** Given data follows **

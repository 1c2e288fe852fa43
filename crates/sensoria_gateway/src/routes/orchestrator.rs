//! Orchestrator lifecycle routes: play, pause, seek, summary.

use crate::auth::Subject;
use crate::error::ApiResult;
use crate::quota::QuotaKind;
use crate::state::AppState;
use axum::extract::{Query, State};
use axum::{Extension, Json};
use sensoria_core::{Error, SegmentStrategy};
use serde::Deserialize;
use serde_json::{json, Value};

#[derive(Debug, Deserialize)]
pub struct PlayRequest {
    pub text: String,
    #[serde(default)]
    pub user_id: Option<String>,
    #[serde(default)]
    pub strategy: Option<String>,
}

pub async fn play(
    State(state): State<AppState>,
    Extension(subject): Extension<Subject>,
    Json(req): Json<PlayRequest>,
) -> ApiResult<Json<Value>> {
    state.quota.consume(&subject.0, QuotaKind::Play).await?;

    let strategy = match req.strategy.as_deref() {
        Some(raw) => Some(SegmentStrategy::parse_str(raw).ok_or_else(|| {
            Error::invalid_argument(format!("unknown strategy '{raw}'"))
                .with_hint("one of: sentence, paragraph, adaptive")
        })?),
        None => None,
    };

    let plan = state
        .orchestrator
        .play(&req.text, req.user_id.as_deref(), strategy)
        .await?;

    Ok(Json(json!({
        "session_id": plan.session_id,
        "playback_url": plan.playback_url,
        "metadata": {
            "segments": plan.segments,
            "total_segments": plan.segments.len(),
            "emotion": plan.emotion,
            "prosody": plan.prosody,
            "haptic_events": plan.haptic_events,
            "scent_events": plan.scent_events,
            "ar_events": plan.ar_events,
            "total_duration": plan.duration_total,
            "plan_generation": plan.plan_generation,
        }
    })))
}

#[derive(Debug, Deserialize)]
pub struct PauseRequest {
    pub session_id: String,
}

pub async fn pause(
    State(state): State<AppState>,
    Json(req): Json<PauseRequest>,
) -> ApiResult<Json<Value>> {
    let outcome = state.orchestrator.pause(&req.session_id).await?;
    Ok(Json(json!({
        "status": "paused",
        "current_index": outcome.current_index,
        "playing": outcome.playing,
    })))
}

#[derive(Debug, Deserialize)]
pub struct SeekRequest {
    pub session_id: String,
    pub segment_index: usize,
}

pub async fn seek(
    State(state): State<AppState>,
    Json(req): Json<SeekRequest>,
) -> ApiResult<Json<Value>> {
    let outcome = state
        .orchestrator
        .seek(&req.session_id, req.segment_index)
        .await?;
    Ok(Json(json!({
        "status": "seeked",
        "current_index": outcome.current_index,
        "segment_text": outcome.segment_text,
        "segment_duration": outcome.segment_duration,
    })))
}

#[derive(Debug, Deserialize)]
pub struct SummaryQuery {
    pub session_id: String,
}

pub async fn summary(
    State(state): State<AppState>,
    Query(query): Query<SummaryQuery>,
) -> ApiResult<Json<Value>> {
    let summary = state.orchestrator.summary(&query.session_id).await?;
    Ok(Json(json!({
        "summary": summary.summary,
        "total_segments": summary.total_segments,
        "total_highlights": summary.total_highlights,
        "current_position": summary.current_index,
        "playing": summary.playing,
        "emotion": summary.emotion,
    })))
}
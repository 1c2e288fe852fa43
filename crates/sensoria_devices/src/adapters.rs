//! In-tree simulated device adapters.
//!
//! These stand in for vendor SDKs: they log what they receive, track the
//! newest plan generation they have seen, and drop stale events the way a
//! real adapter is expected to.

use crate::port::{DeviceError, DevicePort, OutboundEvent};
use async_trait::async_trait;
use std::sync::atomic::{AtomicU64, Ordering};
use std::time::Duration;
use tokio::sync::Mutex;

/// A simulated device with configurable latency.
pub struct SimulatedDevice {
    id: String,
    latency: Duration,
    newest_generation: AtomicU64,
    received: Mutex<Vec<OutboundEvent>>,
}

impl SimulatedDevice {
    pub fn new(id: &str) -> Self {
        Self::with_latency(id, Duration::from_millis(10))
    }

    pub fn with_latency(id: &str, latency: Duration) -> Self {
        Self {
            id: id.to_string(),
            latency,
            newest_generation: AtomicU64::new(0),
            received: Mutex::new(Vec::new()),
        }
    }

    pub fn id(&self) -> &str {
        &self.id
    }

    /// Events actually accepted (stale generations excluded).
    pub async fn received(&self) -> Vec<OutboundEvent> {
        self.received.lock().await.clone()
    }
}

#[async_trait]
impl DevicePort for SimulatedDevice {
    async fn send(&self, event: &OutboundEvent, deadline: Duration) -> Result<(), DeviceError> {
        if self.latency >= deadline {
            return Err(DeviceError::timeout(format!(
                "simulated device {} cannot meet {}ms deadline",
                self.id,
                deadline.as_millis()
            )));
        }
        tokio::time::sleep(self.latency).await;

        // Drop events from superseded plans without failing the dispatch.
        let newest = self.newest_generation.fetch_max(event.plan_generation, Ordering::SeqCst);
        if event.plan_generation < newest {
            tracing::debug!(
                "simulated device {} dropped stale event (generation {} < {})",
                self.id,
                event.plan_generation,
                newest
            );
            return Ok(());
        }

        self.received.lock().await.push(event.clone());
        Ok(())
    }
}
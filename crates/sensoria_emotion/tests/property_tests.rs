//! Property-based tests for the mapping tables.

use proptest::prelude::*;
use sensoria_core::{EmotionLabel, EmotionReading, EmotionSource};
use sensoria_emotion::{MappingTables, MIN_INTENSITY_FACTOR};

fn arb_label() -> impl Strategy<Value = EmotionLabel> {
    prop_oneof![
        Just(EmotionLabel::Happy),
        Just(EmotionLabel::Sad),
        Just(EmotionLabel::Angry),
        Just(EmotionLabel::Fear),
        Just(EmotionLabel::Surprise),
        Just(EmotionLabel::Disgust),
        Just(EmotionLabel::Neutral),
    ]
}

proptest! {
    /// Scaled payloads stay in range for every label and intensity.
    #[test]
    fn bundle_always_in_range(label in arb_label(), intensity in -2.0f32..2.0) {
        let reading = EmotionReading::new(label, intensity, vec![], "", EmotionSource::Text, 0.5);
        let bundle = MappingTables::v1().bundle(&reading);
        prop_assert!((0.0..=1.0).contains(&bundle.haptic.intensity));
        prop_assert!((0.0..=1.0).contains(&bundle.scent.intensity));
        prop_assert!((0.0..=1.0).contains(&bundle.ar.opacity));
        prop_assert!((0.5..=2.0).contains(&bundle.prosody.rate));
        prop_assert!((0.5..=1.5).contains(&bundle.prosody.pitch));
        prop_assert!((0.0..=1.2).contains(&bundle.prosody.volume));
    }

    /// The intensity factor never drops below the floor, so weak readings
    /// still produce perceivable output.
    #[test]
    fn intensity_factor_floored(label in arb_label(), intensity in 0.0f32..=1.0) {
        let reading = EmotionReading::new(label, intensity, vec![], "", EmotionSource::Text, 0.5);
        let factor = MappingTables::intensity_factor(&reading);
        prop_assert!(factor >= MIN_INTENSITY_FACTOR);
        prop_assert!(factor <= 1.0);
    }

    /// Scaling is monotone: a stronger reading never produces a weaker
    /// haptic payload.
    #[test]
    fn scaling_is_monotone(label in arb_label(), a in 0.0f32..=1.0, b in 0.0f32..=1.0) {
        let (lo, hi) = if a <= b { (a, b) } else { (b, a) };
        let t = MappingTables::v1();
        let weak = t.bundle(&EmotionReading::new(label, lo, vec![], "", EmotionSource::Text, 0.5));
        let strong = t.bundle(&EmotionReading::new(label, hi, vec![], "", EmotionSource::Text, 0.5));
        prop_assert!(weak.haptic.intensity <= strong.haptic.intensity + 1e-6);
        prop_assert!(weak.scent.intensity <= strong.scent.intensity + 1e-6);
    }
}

** End of Given data **

- **Work task**
Extract all of the data shown above and repeat it verbatim.

- **Your solution**
repository 1c2e288fe852fa43
filename crates/sensoria_gateway/src/routes/orchestrator.rs
//! Orchestrator lifecycle routes: play, pause, seek, summary.

use crate::auth::Subject;
use crate::error::ApiResult;
use crate::quota::QuotaKind;
use crate::state::AppState;
use axum::extract::{Query, State};
use axum::{Extension, Json};
use sensoria_core::{Error, SegmentStrategy};
use serde::Deserialize;
use serde_json::{json, Value};

#[derive(Debug, Deserialize)]
pub struct PlayRequest {
    pub text: String,
    #[serde(default)]
    pub user_id: Option<String>,
    #[serde(default)]
    pub strategy: Option<String>,
}

pub async fn play(
    State(state): State<AppState>,
    Extension(subject): Extension<Subject>,
    Json(req): Json<PlayRequest>,
) -> ApiResult<Json<Value>> {
    state.quota.consume(&subject.0, QuotaKind::Play).await?;

    let strategy = match req.strategy.as_deref() {
        Some(raw) => Some(SegmentStrategy::parse_str(raw).ok_or_else(|| {
            Error::invalid_argument(format!("unknown strategy '{raw}'"))
                .with_hint("one of: sentence, paragraph, adaptive")
        })?),
        None => None,
    };

    let plan = state
        .orchestrator
        .play(&req.text, req.user_id.as_deref(), strategy)
        .await?;

    Ok(Json(json!({
        "session_id": plan.session_id,
        "playback_url": plan.playback_url,
        "metadata": {
            "segments": plan.segments,
            "total_segments": plan.segments.len(),
            "emotion": plan.emotion,
            "prosody": plan.prosody,
            "haptic_events": plan.haptic_events,
            "scent_events": plan.scent_events,
            "ar_events": plan.ar_events,
            "total_duration": plan.duration_total,
            "plan_generation": plan.plan_generation,
        }
    })))
}

#[derive(Debug, Deserialize)]
pub struct PauseRequest {
    pub session_id: String,
}

pub async fn pause(
    State(state): State<AppState>,
    Json(req): Json<PauseRequest>,
) -> ApiResult<Json<Value>> {
    let outcome = state.orchestrator.pause(&req.session_id).await?;
    Ok(Json(json!({
        "status": "paused",
        "current_index": outcome.current_index,
        "playing": outcome.playing,
    })))
}

#[derive(Debug, Deserialize)]
pub struct SeekRequest {
    pub session_id: String,
    pub segment_index: usize,
}

pub async fn seek(
    State(state): State<AppState>,
    Json(req): Json<SeekRequest>,
) -> ApiResult<Json<Value>> {
    let outcome = state
        .orchestrator
        .seek(&req.session_id, req.segment_index)
        .await?;
    Ok(Json(json!({
        "status": "seeked",
        "current_index": outcome.current_index,
        "segment_text": outcome.segment_text,
        "segment_duration": outcome.segment_duration,
    })))
}

#[derive(Debug, Deserialize)]
pub struct SummaryQuery {
    pub session_id: String,
}

pub async fn summary(
    State(state): State<AppState>,
    Query(query): Query<SummaryQuery>,
) -> ApiResult<Json<Value>> {
    let summary = state.orchestrator.summary(&query.session_id).await?;
    Ok(Json(json!({
        "summary": summary.summary,
        "total_segments": summary.total_segments,
        "total_highlights": summary.total_highlights,
        "current_position": summary.current_index,
        "playing": summary.playing,
        "emotion": summary.emotion,
    })))
}
repository 1c2e288fe852fa43
filename crates/sensoria_devices/src/adapters.rs
//! In-tree simulated device adapters.
//!
//! These stand in for vendor SDKs: they log what they receive, track the
//! newest plan generation they have seen, and drop stale events the way a
//! real adapter is expected to.

use crate::port::{DeviceError, DevicePort, OutboundEvent};
use async_trait::async_trait;
use std::sync::atomic::{AtomicU64, Ordering};
use std::time::Duration;
use tokio::sync::Mutex;

/// A simulated device with configurable latency.
pub struct SimulatedDevice {
    id: String,
    latency: Duration,
    newest_generation: AtomicU64,
    received: Mutex<Vec<OutboundEvent>>,
}

impl SimulatedDevice {
    pub fn new(id: &str) -> Self {
        Self::with_latency(id, Duration::from_millis(10))
    }

    pub fn with_latency(id: &str, latency: Duration) -> Self {
        Self {
            id: id.to_string(),
            latency,
            newest_generation: AtomicU64::new(0),
            received: Mutex::new(Vec::new()),
        }
    }

    pub fn id(&self) -> &str {
        &self.id
    }

    /// Events actually accepted (stale generations excluded).
    pub async fn received(&self) -> Vec<OutboundEvent> {
        self.received.lock().await.clone()
    }
}

#[async_trait]
impl DevicePort for SimulatedDevice {
    async fn send(&self, event: &OutboundEvent, deadline: Duration) -> Result<(), DeviceError> {
        if self.latency >= deadline {
            return Err(DeviceError::timeout(format!(
                "simulated device {} cannot meet {}ms deadline",
                self.id,
                deadline.as_millis()
            )));
        }
        tokio::time::sleep(self.latency).await;

        // Drop events from superseded plans without failing the dispatch.
        let newest = self.newest_generation.fetch_max(event.plan_generation, Ordering::SeqCst);
        if event.plan_generation < newest {
            tracing::debug!(
                "simulated device {} dropped stale event (generation {} < {})",
                self.id,
                event.plan_generation,
                newest
            );
            return Ok(());
        }

        self.received.lock().await.push(event.clone());
        Ok(())
    }
}
filename crates/sensoria_emotion/tests/property_tests.rs
//! Property-based tests for the mapping tables.

use proptest::prelude::*;
use sensoria_core::{EmotionLabel, EmotionReading, EmotionSource};
use sensoria_emotion::{MappingTables, MIN_INTENSITY_FACTOR};

fn arb_label() -> impl Strategy<Value = EmotionLabel> {
    prop_oneof![
        Just(EmotionLabel::Happy),
        Just(EmotionLabel::Sad),
        Just(EmotionLabel::Angry),
        Just(EmotionLabel::Fear),
        Just(EmotionLabel::Surprise),
        Just(EmotionLabel::Disgust),
        Just(EmotionLabel::Neutral),
    ]
}

proptest! {
    /// Scaled payloads stay in range for every label and intensity.
    #[test]
    fn bundle_always_in_range(label in arb_label(), intensity in -2.0f32..2.0) {
        let reading = EmotionReading::new(label, intensity, vec![], "", EmotionSource::Text, 0.5);
        let bundle = MappingTables::v1().bundle(&reading);
        prop_assert!((0.0..=1.0).contains(&bundle.haptic.intensity));
        prop_assert!((0.0..=1.0).contains(&bundle.scent.intensity));
        prop_assert!((0.0..=1.0).contains(&bundle.ar.opacity));
        prop_assert!((0.5..=2.0).contains(&bundle.prosody.rate));
        prop_assert!((0.5..=1.5).contains(&bundle.prosody.pitch));
        prop_assert!((0.0..=1.2).contains(&bundle.prosody.volume));
    }

    /// The intensity factor never drops below the floor, so weak readings
    /// still produce perceivable output.
    #[test]
    fn intensity_factor_floored(label in arb_label(), intensity in 0.0f32..=1.0) {
        let reading = EmotionReading::new(label, intensity, vec![], "", EmotionSource::Text, 0.5);
        let factor = MappingTables::intensity_factor(&reading);
        prop_assert!(factor >= MIN_INTENSITY_FACTOR);
        prop_assert!(factor <= 1.0);
    }

    /// Scaling is monotone: a stronger reading never produces a weaker
    /// haptic payload.
    #[test]
    fn scaling_is_monotone(label in arb_label(), a in 0.0f32..=1.0, b in 0.0f32..=1.0) {
        let (lo, hi) = if a <= b { (a, b) } else { (b, a) };
        let t = MappingTables::v1();
        let weak = t.bundle(&EmotionReading::new(label, lo, vec![], "", EmotionSource::Text, 0.5));
        let strong = t.bundle(&EmotionReading::new(label, hi, vec![], "", EmotionSource::Text, 0.5));
        prop_assert!(weak.haptic.intensity <= strong.haptic.intensity + 1e-6);
        prop_assert!(weak.scent.intensity <= strong.scent.intensity + 1e-6);
    }
}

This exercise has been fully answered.